Is this a done deal?
“As we know, with the Peter Rice situation, just because they reup you, doesn't mean that they're going to let you have free rein for the next few years,” Belloni explains. “[Chapek] is going to be under significant scrutiny now.”
…and he has “to prove himself”
“This is the time that [Chapek] needed to right the ship, fix the stock price, and figure out the streaming strategy,” Belloni adds. “But he does have some runway now.”
Disney and Chapek have PR problems.
“[Disney’s] stock price is a pressing problem. It's down significantly and more than the overall market,” Masters states.
First, there was the Scarlett Johansson conflict “where Disney went after her very aggressively after switching her movie to the streaming service and handled it in a way that it's just not how things are done in the Hollywood old world,” she says. “And I will note, Chapek is not of that world.”
Then Chapek had the “don't say gay” controversy. “That was an absolutely hot mess, to put it nicely,” Masters remarks. “First, he was going to lay down the law and tell everybody they weren't going to take a stand on this Florida legislation, the so called ‘don't say gay.’ Then they turned around, and there was so much outcry, and [Chapek] was so clearly not in touch with who the employees are, and how passionately they feel, and how passionately many people in the broader world feel on this issue of gay rights, that he completely flipped. And it took a while. And he did it by degrees.”
Following that, there was the firing of Peter Rice, which “was handled so aggressively. [Rice] wasn't given any kind of a fig leaf on his way out the door. He was just kind of tossed with no explanation, except he wasn't a fit,” Masters notes. “But he was a respected exec, who had been in this business for a long time.”
And then finally, Disney lost a bid to stream Indian Premier League cricket matches on Disney+. “[Its streaming services] is going to take a hit because a third of the Disney+ subscribers are coming from India,” Belloni explains.
So, all of that, “has put a big taint on the perception of Chapek among many people in Hollywood,” Masters adds. “And there are fans who are not crazy about him either.”
There are bright spots.
Belloni observes: “If you look at the overall Disney business, the streaming service is doing really well. They are exceeding analyst expectations for the growth of Disney+.”

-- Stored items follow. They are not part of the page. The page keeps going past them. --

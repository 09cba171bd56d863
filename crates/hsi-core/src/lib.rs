//! Core types and traits for streaming hyperspectral line-scan acquisition.
//!
//! A push-broom hyperspectral sensor delivers one 2D frame per exposure:
//! cross-track rows by raw spectral columns. This crate turns those frames
//! into calibrated spectral lines under a fixed memory budget:
//!
//! - [`buffer::RingBuffer`]: fixed-capacity circular buffer over one axis of
//!   an n-dimensional array, with overwrite-when-full FIFO semantics.
//! - [`settings::CaptureSettings`] / [`calibration::Calibration`]: immutable
//!   per-session configuration and calibration records.
//! - [`stage`]: the closed set of per-line transforms (crop, smile
//!   correction, spectral binning, radiometric conversion) and the
//!   processing-level table that orders them.
//! - [`pipeline::Pipeline`]: a sealed stage chain with all lookups
//!   precomputed at setup, applied once per acquired line.
//! - [`capabilities`]: the camera-facing capability traits implemented by
//!   driver crates.
//!
//! Everything here runs on a single logical thread: one blocking frame fetch,
//! one synchronous pipeline pass, then the next fetch. No locking is needed
//! and no buffer grows after construction.

pub mod buffer;
pub mod calibration;
pub mod capabilities;
pub mod error;
pub mod pipeline;
pub mod settings;
pub mod stage;

pub use buffer::RingBuffer;
pub use calibration::{Calibration, RadiometricReference, SampledFit};
pub use capabilities::{ExposureControl, FrameSource, RawFrame};
pub use error::{DriverError, DriverErrorKind, HsiError, HsiResult};
pub use pipeline::{Element, LinePipeline, Pipeline, Stage};
pub use settings::CaptureSettings;
pub use stage::{CubeUnits, ProcessingLevel, StageKind};
//! Synthetic spectral content for the simulated camera.
//!
//! The baseline spectrum is a mercury-argon lamp: a handful of narrow
//! emission lines on a weak continuum, the usual bench source for spectral
//! calibration. Noise comes from a small deterministic PRNG so a seeded
//! camera replays the exact same frames.

/// Prominent Hg/Ar emission lines in nanometers, strongest first.
pub const HG_AR_LINES_NM: &[f64] = &[
    253.7, 436.0, 546.0, 764.0, 405.0, 365.0, 578.0, 750.0, 738.0, 697.0, 811.0, 912.0, 842.0,
];

/// Peak amplitude of the strongest line; each subsequent line drops by
/// [`LINE_STRENGTH_STEP`].
pub const LINE_PEAK: f64 = 255.0;
pub const LINE_STRENGTH_STEP: f64 = 5.0;

/// Deterministic linear congruential generator (Knuth's MMIX constants).
/// Not statistically strong, but replayable and dependency-free.
#[derive(Debug, Clone)]
pub struct Lcg {
    state: u64,
}

impl Lcg {
    pub fn new(seed: u64) -> Self {
        Self {
            state: seed.wrapping_add(0x9E37_79B9_7F4A_7C15),
        }
    }

    pub fn next_u64(&mut self) -> u64 {
        self.state = self
            .state
            .wrapping_mul(6_364_136_223_846_793_005)
            .wrapping_add(1_442_695_040_888_963_407);
        self.state
    }

    /// Uniform in `[0, 1)`.
    pub fn next_f64(&mut self) -> f64 {
        (self.next_u64() >> 11) as f64 / (1u64 << 53) as f64
    }
}

/// Render the lamp spectrum onto `cols` columns spanning
/// `[start_nm, end_nm]`, as fractions of full scale in `[0, 1]`.
///
/// Lines are triangular with a fixed 3-column half width; a 2% continuum
/// keeps dark columns nonzero.
pub fn emission_spectrum(cols: usize, start_nm: f64, end_nm: f64) -> Vec<f64> {
    let nm_per_col = (end_nm - start_nm) / cols as f64;
    let half_width = 3.0;
    let mut spectrum = vec![0.02; cols];
    for (rank, &line_nm) in HG_AR_LINES_NM.iter().enumerate() {
        if line_nm < start_nm || line_nm > end_nm {
            continue;
        }
        let center = (line_nm - start_nm) / nm_per_col;
        let strength = (LINE_PEAK - rank as f64 * LINE_STRENGTH_STEP) / LINE_PEAK;
        for (j, value) in spectrum.iter_mut().enumerate() {
            let dist = (j as f64 - center).abs();
            if dist < half_width {
                *value += strength * (1.0 - dist / half_width);
            }
        }
    }
    for value in &mut spectrum {
        *value = value.min(1.0);
    }
    spectrum
}

#[cfg(test)]
mod tests {
    use super::*;

    #[test]
    fn lcg_is_deterministic() {
        let mut a = Lcg::new(42);
        let mut b = Lcg::new(42);
        for _ in 0..100 {
            assert_eq!(a.next_u64(), b.next_u64());
        }
        let mut c = Lcg::new(43);
        assert_ne!(a.next_u64(), c.next_u64());
    }

    #[test]
    fn lcg_floats_stay_in_unit_interval() {
        let mut rng = Lcg::new(7);
        for _ in 0..1000 {
            let v = rng.next_f64();
            assert!((0.0..1.0).contains(&v));
        }
    }

    #[test]
    fn spectrum_peaks_at_emission_lines() {
        let cols = 512;
        let spectrum = emission_spectrum(cols, 250.0, 950.0);
        assert_eq!(spectrum.len(), cols);
        let nm_per_col = 700.0 / cols as f64;
        // The 546 nm line should be a local maximum over its neighborhood.
        let center = ((546.0 - 250.0) / nm_per_col).round() as usize;
        let peak = spectrum[center];
        assert!(peak > 0.5, "peak {peak} too weak");
        assert!(peak >= spectrum[center - 5]);
        assert!(peak >= spectrum[center + 5]);
    }

    #[test]
    fn out_of_range_lines_are_skipped() {
        // A window above 400 nm excludes the 253.7 and 365 nm lines.
        let spectrum = emission_spectrum(256, 400.0, 900.0);
        assert!(spectrum.iter().all(|v| (0.0..=1.0).contains(v)));
    }
}
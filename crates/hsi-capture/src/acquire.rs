//! The blocking acquisition loop.
//!
//! One logical thread: fetch a frame, push it through the cube's pipeline,
//! repeat. The camera is stopped exactly once on every exit path, and a
//! mid-scan failure propagates in preference to any error the stop itself
//! raises.

use ndarray::{Array2, ArrayView3, Axis};
use tracing::{info, warn};

use hsi_core::{
    Calibration, CaptureSettings, DriverError, DriverErrorKind, FrameSource, HsiError, HsiResult,
    ProcessingLevel, RawFrame,
};

use crate::cube::DataCube;

fn driver_error(kind: DriverErrorKind, source: anyhow::Error) -> HsiError {
    HsiError::Driver(DriverError::new("camera", kind, format!("{source:#}")))
}

/// Acquire `n_lines` frames into `cube`.
///
/// Starts the camera, runs the fetch/process loop, and stops the camera
/// before returning regardless of how the loop ended. Partial data stays in
/// the cube when the scan fails part way.
pub fn collect(
    camera: &mut dyn FrameSource,
    cube: &mut DataCube,
    n_lines: usize,
) -> HsiResult<()> {
    if let Err(e) = camera.start() {
        // The driver may have partially initialized; release it anyway.
        if let Err(stop_err) = camera.stop() {
            warn!(error = %stop_err, "stop after failed start also failed");
        }
        return Err(driver_error(DriverErrorKind::Initialization, e));
    }

    let result = run_scan(camera, cube, n_lines);
    let stopped = camera.stop();

    match (result, stopped) {
        (Err(e), stop) => {
            if let Err(stop_err) = stop {
                warn!(error = %stop_err, "stop after failed scan also failed");
            }
            Err(e)
        }
        (Ok(()), Err(e)) => Err(driver_error(DriverErrorKind::Shutdown, e)),
        (Ok(()), Ok(())) => {
            info!(lines = n_lines, "scan complete");
            Ok(())
        }
    }
}

fn run_scan(camera: &mut dyn FrameSource, cube: &mut DataCube, n_lines: usize) -> HsiResult<()> {
    for line in 0..n_lines {
        let frame = camera
            .fetch_frame()
            .map_err(|e| driver_error(DriverErrorKind::Acquisition, e))?;
        cube.put(&frame)?;
        if let Some(celsius) = camera.temperature() {
            cube.record_temperature(celsius);
        }
        if line == 0 {
            info!(
                shape = ?cube.shape(),
                units = cube.units().label(),
                "first line processed"
            );
        }
    }
    Ok(())
}

/// Fetch `n` frames and return their per-pixel mean, with the same
/// start/stop discipline as [`collect`]. Used for dark-frame and flat-field
/// captures.
pub fn average_frames(camera: &mut dyn FrameSource, n: usize) -> HsiResult<Array2<f64>> {
    if n == 0 {
        return Err(HsiError::Configuration(
            "averaging needs at least one frame".into(),
        ));
    }
    if let Err(e) = camera.start() {
        if let Err(stop_err) = camera.stop() {
            warn!(error = %stop_err, "stop after failed start also failed");
        }
        return Err(driver_error(DriverErrorKind::Initialization, e));
    }

    let result = (|| -> HsiResult<Array2<f64>> {
        let (rows, cols) = camera.resolution();
        let mut sum = Array2::<f64>::zeros((rows, cols));
        for _ in 0..n {
            let frame = camera
                .fetch_frame()
                .map_err(|e| driver_error(DriverErrorKind::Acquisition, e))?;
            if frame.dim() != (rows, cols) {
                return Err(HsiError::Processing(format!(
                    "frame shape {:?} does not match the advertised {:?} resolution",
                    frame.dim(),
                    (rows, cols)
                )));
            }
            sum.zip_mut_with(&frame, |acc, &v| *acc += f64::from(v));
        }
        sum /= n as f64;
        Ok(sum)
    })();

    let stopped = camera.stop();
    match (result, stopped) {
        (Err(e), stop) => {
            if let Err(stop_err) = stop {
                warn!(error = %stop_err, "stop after failed capture also failed");
            }
            Err(e)
        }
        (Ok(_), Err(e)) => Err(driver_error(DriverErrorKind::Shutdown, e)),
        (Ok(mean), Ok(())) => Ok(mean),
    }
}

/// Re-run stored unprocessed frames through a different processing level.
///
/// `raw_lines` must hold sensor-resolution frames stacked along `Axis(1)`,
/// i.e. a cube captured at an identity level. Values outside the `u16`
/// range are clamped.
pub fn reprocess(
    raw_lines: ArrayView3<'_, i32>,
    settings: &CaptureSettings,
    calibration: &Calibration,
    level: ProcessingLevel,
) -> HsiResult<DataCube> {
    let n_lines = raw_lines.len_of(Axis(1));
    if n_lines == 0 {
        return Err(HsiError::Processing("no stored lines to reprocess".into()));
    }
    let mut settings = settings.clone();
    settings.processing_level = level;
    let mut cube = DataCube::new(&settings, calibration, n_lines)?;
    for t in 0..n_lines {
        let frame: RawFrame = raw_lines
            .index_axis(Axis(1), t)
            .mapv(|v| v.clamp(0, i32::from(u16::MAX)) as u16);
        cube.put(&frame)?;
    }
    Ok(cube)
}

Also, “the parks are doing wonderfully. They are extracting more money from these theme parks in the US than they ever have before,” he notes. “They've had some problems overseas, [with] the China parks have opened and shut, and opened again due to COVID. But people just want to go there and spend money.”
“So there are good things that Chapek can point to,” Belloni says, “it's just that he's got to steer the ship rightly and not have so many controversies.”
But Chapek “has a very sort of entrenched way of doing business, and you wouldn't envy anybody following Bob Iger, but he's very different. So we'll see,” Masters concludes.